**WHAT YOU SHOULD DO**
Scan the entries below. Return every line that includes "CancellationToken".
═══ DATA EXTRACTS
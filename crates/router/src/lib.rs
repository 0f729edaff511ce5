//! Configures and supervises the node's message router.
//!
//! The router runs as its own OS process (the `keel-router` binary in this
//! crate). A [`RouterSupervisor`] writes the router's [`RouterConfig`] to disk,
//! spawns the process, and waits for the single [`RouterReport`] the router
//! prints once it is listening or has failed to start.
//!
//! # Example
//!
//! ```rust,no_run
//! use keel_router::{RouterConfig, RouterSupervisor, RouterSupervisorOptions};
//!
//! async fn run() -> keel_router::Result<()> {
//!     let config = RouterConfig::builder("localhost", 61000, "keel")
//!         .serializers(["msgpack", "json"])
//!         .build()?;
//!
//!     let supervisor = RouterSupervisor::new(RouterSupervisorOptions {
//!         config,
//!         router_bin: None,
//!         working_dir: "/tmp/keel-router".into(),
//!         log_level: None,
//!         startup_timeout: None,
//!         shutdown_timeout: None,
//!     })?;
//!
//!     let ready = supervisor.start_async().await?;
//!     println!("router listening at {}", ready.url);
//!
//!     supervisor.stop().await
//! }
//! ```
#![warn(missing_docs)]
#![warn(clippy::all)]
#![warn(clippy::pedantic)]
#![warn(clippy::nursery)]
#![allow(clippy::redundant_pub_crate)]

mod config;
mod error;
pub mod event_loop;
mod keys;
mod node;
mod report;
mod supervisor;
mod transport;

pub use config::{
    Allow, DOCUMENT_VERSION, Endpoint, Permission, Realm, Role, RouterConfig, RouterConfigBuilder,
    RouterDocument, RouterWorker, SUPPORTED_SERIALIZERS, Transport, TransportOptions,
    WebsocketTransport, Worker, WorkerOptions,
};
pub use error::{Error, Result};
pub use keys::ensure_node_key;
pub use node::{RouterNodeOptions, run_router};
pub use report::{RouterReady, RouterReport};
pub use supervisor::{RouterState, RouterSupervisor, RouterSupervisorOptions};
use thiserror::Error;

use crate::TransportError;

/// Result type for RPC client operations.
pub type Result<T> = std::result::Result<T, Error>;

/// Errors surfaced by the resilient RPC client.
#[derive(Debug, Error)]
pub enum Error {
    /// Every endpoint failed `max_retries` times in a row.
    #[error("no more endpoints to try for {method} after {attempts} attempts")]
    ExhaustedEndpoints {
        /// Method being called.
        method: String,

        /// Attempts made by the failing call.
        attempts: usize,
    },

    /// A failure that retrying cannot fix.
    #[error("rpc call failed: {0}")]
    Fatal(#[source] TransportError),

    /// The HTTP client could not be built.
    #[error("failed to build http client: {0}")]
    HttpClient(#[source] reqwest::Error),

    /// An endpoint address could not be parsed.
    #[error("invalid endpoint {0}: {1}")]
    InvalidEndpoint(String, #[source] url::ParseError),

    /// The endpoint list was empty.
    #[error("at least one endpoint is required")]
    NoEndpoints,
}
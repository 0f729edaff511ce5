//! The message router process.
//!
//! Writes exactly one readiness report line to stdout and logs to stderr.
#![warn(missing_docs)]
#![warn(clippy::all)]
#![warn(clippy::pedantic)]
#![warn(clippy::nursery)]
#![allow(clippy::redundant_pub_crate)]

use std::path::PathBuf;
use std::process::ExitCode;

use clap::Parser;
use keel_router::{RouterNodeOptions, event_loop, run_router};
use tokio_util::sync::CancellationToken;
use tracing::{error, info};
use tracing_subscriber::EnvFilter;

#[derive(Clone, Debug, Parser)]
#[command(version, about, long_about = None)]
struct Args {
    /// Path to the router configuration document
    #[arg(long, env = "KEEL_ROUTER_CONFIG")]
    config: PathBuf,

    /// Log filter
    #[arg(long, default_value = "info", env = "KEEL_ROUTER_LOG_LEVEL")]
    log_level: String,

    /// Directory for the node key
    #[arg(long, env = "KEEL_ROUTER_WORKING_DIR")]
    working_dir: PathBuf,
}

fn main() -> ExitCode {
    let args = Args::parse();

    tracing_subscriber::fmt()
        .with_env_filter(EnvFilter::new(&args.log_level))
        .with_writer(std::io::stderr)
        .with_ansi(false)
        .init();

    let runtime = match event_loop::build_runtime() {
        Ok(runtime) => runtime,
        Err(e) => {
            error!("failed to build runtime: {}", e);
            return ExitCode::FAILURE;
        }
    };

    let options = RouterNodeOptions {
        config_path: args.config,
        working_dir: args.working_dir,
    };

    let result = runtime.block_on(async {
        let shutdown_token = CancellationToken::new();
        let signal_shutdown_token = shutdown_token.clone();

        tokio::spawn(async move {
            use tokio::signal::unix::{SignalKind, signal};

            let (mut sigterm, mut sigint) = match (
                signal(SignalKind::terminate()),
                signal(SignalKind::interrupt()),
            ) {
                (Ok(sigterm), Ok(sigint)) => (sigterm, sigint),
                (Err(e), _) | (_, Err(e)) => {
                    error!("failed to install signal handlers: {}", e);
                    signal_shutdown_token.cancel();
                    return;
                }
            };

            tokio::select! {
                _ = sigterm.recv() => info!("received SIGTERM"),
                _ = sigint.recv() => info!("received SIGINT"),
            }

            signal_shutdown_token.cancel();
        });

        run_router(options, std::io::stdout(), async move {
            shutdown_token.cancelled().await;
        })
        .await
    });

    match result {
        Ok(()) => ExitCode::SUCCESS,
        Err(e) => {
            error!("router exited with error: {}", e);
            ExitCode::FAILURE
        }
    }
}
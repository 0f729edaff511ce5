use std::os::unix::fs::PermissionsExt;
use std::path::{Path, PathBuf};
use std::time::Duration;

use keel_node::{Error, FixedHeader, Node, NodeConfig, NodeLookups, TaskHeader, TaskId};
use keel_router::RouterState;
use tracing_test::traced_test;
use url::Url;

const READY_LINE: &str = r#"{"status":"ready","address":"127.0.0.1:61000","pubkey":"abcd","realm":"keel","url":"ws://127.0.0.1:61000"}"#;

fn fake_router(dir: &Path, body: &str) -> PathBuf {
    let path = dir.join("fake-router.sh");
    std::fs::write(&path, format!("#!/bin/sh\n{body}\n")).unwrap();
    std::fs::set_permissions(&path, std::fs::Permissions::from_mode(0o755)).unwrap();
    path
}

fn config(dir: &Path, router_bin: PathBuf) -> NodeConfig {
    NodeConfig {
        data_dir: dir.join("data"),
        router_allowed_origins: vec!["*".to_string()],
        router_bin: Some(router_bin),
        router_enable_status: false,
        router_host: "127.0.0.1".to_string(),
        router_port: 61000,
        router_realm: "keel".to_string(),
        router_serializers: vec!["msgpack".to_string()],
        router_startup_timeout: Duration::from_secs(10),
        rpc_endpoints: vec![
            Url::parse("http://127.0.0.1:8545").unwrap(),
            Url::parse("http://127.0.0.1:8546").unwrap(),
        ],
        rpc_max_retries: 3,
        rpc_retry_base_delay: Duration::from_millis(100),
    }
}

#[tokio::test]
#[traced_test]
async fn test_node_starts_and_shuts_down() {
    let dir = tempfile::tempdir().unwrap();
    let bin = fake_router(dir.path(), &format!("echo '{READY_LINE}'\nexec sleep 30"));
    let node = Node::new(config(dir.path(), bin)).unwrap();

    let ready = node.start().await.unwrap();
    assert_eq!(ready.pubkey, "abcd");
    assert_eq!(node.router_state(), RouterState::Running);

    let settings = node.settings();
    assert_eq!(settings["router_realm"], "keel");
    assert_eq!(settings["router_state"], "running");
    assert_eq!(settings["router_url"], "ws://127.0.0.1:61000");
    assert_eq!(settings["rpc_endpoints"].as_array().unwrap().len(), 2);

    let client = node.rpc_client();
    assert_eq!(client.active_endpoint().port(), Some(8545));
    assert_eq!(client.retry_config().max_retries, 3);

    node.shutdown().await.unwrap();
    node.shutdown().await.unwrap();
    assert_eq!(node.router_state(), RouterState::Stopped);
    assert!(node.router_ready().is_none());
    assert!(logs_contain("node shut down"));
}

#[tokio::test]
async fn test_router_failure_fails_start() {
    let dir = tempfile::tempdir().unwrap();
    let bin = fake_router(
        dir.path(),
        r#"echo '{"status":"failed","error":"address in use"}'
exit 1"#,
    );
    let node = Node::new(config(dir.path(), bin)).unwrap();

    let result = node.start().await;
    assert!(matches!(
        result,
        Err(Error::Router(keel_router::Error::StartupFailure(_)))
    ));
    assert_eq!(node.router_state(), RouterState::Failed);
}

#[tokio::test]
async fn test_known_tasks_reflect_registry() {
    let dir = tempfile::tempdir().unwrap();
    let node = Node::new(config(dir.path(), fake_router(dir.path(), "exit 0"))).unwrap();

    node.tasks().insert(TaskHeader {
        task_id: TaskId::new("682e9b26-ed89-11e8-a9e0-6e845eabffe0"),
        fixed_header: FixedHeader {
            environment: "WASM".to_string(),
            deadline: Some(1_542_903_681),
        },
    });

    let tasks = node.known_tasks();
    assert_eq!(tasks.len(), 1);
    assert_eq!(
        tasks[&TaskId::new("682e9b26-ed89-11e8-a9e0-6e845eabffe0")]
            .fixed_header
            .environment,
        "WASM"
    );
    assert_eq!(node.settings()["router_state"], "created");
}

#[test]
fn test_invalid_configuration_is_rejected() {
    let dir = tempfile::tempdir().unwrap();
    let bin = fake_router(dir.path(), "exit 0");

    let mut bad_realm = config(dir.path(), bin.clone());
    bad_realm.router_realm = "bad realm".to_string();
    assert!(matches!(
        Node::new(bad_realm),
        Err(Error::Router(keel_router::Error::Configuration(_)))
    ));

    let mut no_endpoints = config(dir.path(), bin.clone());
    no_endpoints.rpc_endpoints.clear();
    assert!(matches!(
        Node::new(no_endpoints),
        Err(Error::Rpc(keel_rpc::Error::NoEndpoints))
    ));

    let mut duplicate = config(dir.path(), bin);
    duplicate.rpc_endpoints.push(Url::parse("http://127.0.0.1:8545").unwrap());
    assert!(matches!(Node::new(duplicate), Err(Error::Config(_))));
}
══════
**ANSWER TO THIS EXERCISE**
use tokio_util::sync::CancellationToken;
        let shutdown_token = CancellationToken::new();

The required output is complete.